Lot Essay
Arguably one of the most innovative painters of the postwar period, Richard Diebenkorn dedicated ten prolific years to the study and pursuit of the human form. This comprehensive group of paintings and works on paper highlight the artist’s flair for figuration; tightly-cropped, small-scale works such as Portrait of N.S. offer a window into the sitter’s soul while larger, full-figure portrayals of the female nude act as lavish ruminations on the feminine form. In Nude—Elbow on Knee, a masterful painting of 1961, the viewer luxuriates in every stroke of Diebenkorn’s brush, from delicate areas of pink and peach-hued flesh to sparkling passages of shimmering green and blue. This particular work was included in a seminal show of Diebenkorn’s figurative style at the de Young Museum in San Francisco in 1963, an exhibition which Artforum magazine described as “undoubtedly the most completely satisfying one-man exhibit of contemporary painting to be seen this year” (J. Monte, “Richard Diebenkorn, de Young Museum,” Artforum, vol. II, No. 5, November 1964, p. 43). This work was one of only a handful of nude figures that the artist selected for the show (at least two of which are now owned by major American museums), where it was installed alongside such masterpieces as Girl on a Terrace (Neuberger Museum of Art, Purchase) and Girl Looking at Landscape (Whitney Museum of American Art, New York). In these and many other examples from this collection, his mastery over his subject is on full display, demonstrating his work as a tour-de-force, and earning him a prominent place among the upper echelons of the great Modern art masters.

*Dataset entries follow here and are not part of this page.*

//! Backwards walk over a container's text.

use clamp_dom::{DomTree, NodeId};

/// A snapshot of the text leaves under a container, in document order,
/// walked from the end.
///
/// Nodes that were detached, emptied or reduced to the truncation marker
/// since the snapshot are skipped. Choosing a node prunes everything after
/// it inside the container, so the chosen node is always the container's
/// last piece of content.
#[derive(Debug, Clone)]
pub struct TextCursor {
    container: NodeId,
    leaves: Vec<NodeId>,
    /// `leaves[..position]` are still ahead of the cursor.
    position: usize,
}

impl TextCursor {
    /// Snapshot the text nodes under `container`.
    #[must_use]
    pub fn new(tree: &DomTree, container: NodeId) -> Self {
        let leaves: Vec<NodeId> = tree
            .descendants(container)
            .filter(|&id| tree.is_text(id))
            .collect();
        let position = leaves.len();
        Self {
            container,
            leaves,
            position,
        }
    }

    /// Text nodes not yet visited.
    #[must_use]
    pub const fn remaining(&self) -> usize {
        self.position
    }

    /// Move to the previous text node worth truncating and prune what
    /// follows it. Returns `None` once the snapshot is used up.
    pub fn previous(&mut self, tree: &mut DomTree, marker: &str) -> Option<NodeId> {
        while self.position > 0 {
            self.position -= 1;
            let id = self.leaves[self.position];
            if self.is_candidate(tree, id, marker) {
                prune_after(tree, self.container, id);
                return Some(id);
            }
        }
        None
    }

    fn is_candidate(&self, tree: &DomTree, id: NodeId, marker: &str) -> bool {
        if !tree.is_descendant_of(id, self.container) {
            return false;
        }
        tree.as_text(id)
            .is_some_and(|text| !text.trim().is_empty() && text != marker)
    }
}

/// Remove every node that follows `node` in document order inside
/// `container`: its following siblings, then those of each ancestor below
/// `container`. Running it twice changes nothing.
pub fn prune_after(tree: &mut DomTree, container: NodeId, node: NodeId) {
    let mut current = node;
    while current != container {
        let Some(parent) = tree.parent(current) else {
            return;
        };
        while let Some(next) = tree.next_sibling(current) {
            tree.remove_child(parent, next);
        }
        current = parent;
    }
}

#[cfg(test)]
mod tests {
    use super::*;
    use clamp_html::parse_document;

    fn fixture(html: &str) -> (DomTree, NodeId) {
        let (tree, _) = parse_document(html);
        let container = tree.first_element().expect("container");
        (tree, container)
    }

    #[test]
    fn test_walks_text_backwards_through_nesting() {
        let (mut tree, p) = fixture("<p>one <b>two <i>three</i></b></p>");
        let mut cursor = TextCursor::new(&tree, p);
        assert_eq!(cursor.remaining(), 3);

        let mut texts = Vec::new();
        while let Some(id) = cursor.previous(&mut tree, "…") {
            texts.push(tree.as_text(id).unwrap_or_default().to_string());
        }
        assert_eq!(texts, vec!["three", "two ", "one "]);
        assert_eq!(tree.inner_html(p), "one ");
    }

    #[test]
    fn test_skips_and_prunes_empty_and_marker_nodes() {
        let (mut tree, p) = fixture("<p>keep<span>\u{2026}</span> <br><img></p>");
        let mut cursor = TextCursor::new(&tree, p);

        let first = cursor.previous(&mut tree, "\u{2026}").expect("a text node");
        assert_eq!(tree.as_text(first), Some("keep"));
        assert_eq!(tree.inner_html(p), "keep");
        assert_eq!(cursor.previous(&mut tree, "\u{2026}"), None);
    }

    #[test]
    fn test_skips_detached_nodes() {
        let (mut tree, p) = fixture("<p>a<b>b</b></p>");
        let mut cursor = TextCursor::new(&tree, p);
        let b = tree.children(p)[1];
        tree.remove_child(p, b);

        let node = cursor.previous(&mut tree, "…").expect("text a");
        assert_eq!(tree.as_text(node), Some("a"));
    }

    #[test]
    fn test_prune_after_is_idempotent() {
        let (mut tree, div) = fixture("<div><p>x<b>y</b>z</p><p>w</p></div>");
        let p = tree.children(div)[0];
        let x = tree.children(p)[0];

        prune_after(&mut tree, div, x);
        assert_eq!(tree.inner_html(div), "<p>x</p>");
        prune_after(&mut tree, div, x);
        assert_eq!(tree.inner_html(div), "<p>x</p>");
    }
}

Diebenkorn’s return to the figure was a controversial one, having taken place on the heels of a highly successful series of abstract landscapes that were applauded by critics. Sausalito, Albuquerque, Urbana, Berkeley; each of these fruitful bodies of work built upon the strength of the last with recognizable topographical features gradually dissolving with each stroke of the artist’s brush, thus making the artist’s abrupt cessation of such extraordinary work seem contradictory in nature. In reality, Diebenkorn’s relinquishment of the Abstract Expressionist style that had propelled him to fame was more gradual, developing organically over a period of several years. Having returned to the Bay Area in September of 1953, he often joined his friends and fellow artists David Park and Elmer Bischoff in drawing from life models. As he later recalled to critic Jan Butterfield: “David and Elmer had already been drawing from the figure in the evenings off and on, and then when I came back to the Bay Area that made the three of us, so the model was cheaper, and we could draw every week. Also, in 1953, 1954, 1955. I was drawing figuratively all of the time that I was doing abstract painting… [It was] sort of an exercise in seeing” (R. Diebenkorn, quoted in Pentimenti: Seeing and then Seeing Again, a Dialogue between Richard Diebenkorn and Jan Butterfield, San Francisco Museum of Modern Art, 1983, n.p.).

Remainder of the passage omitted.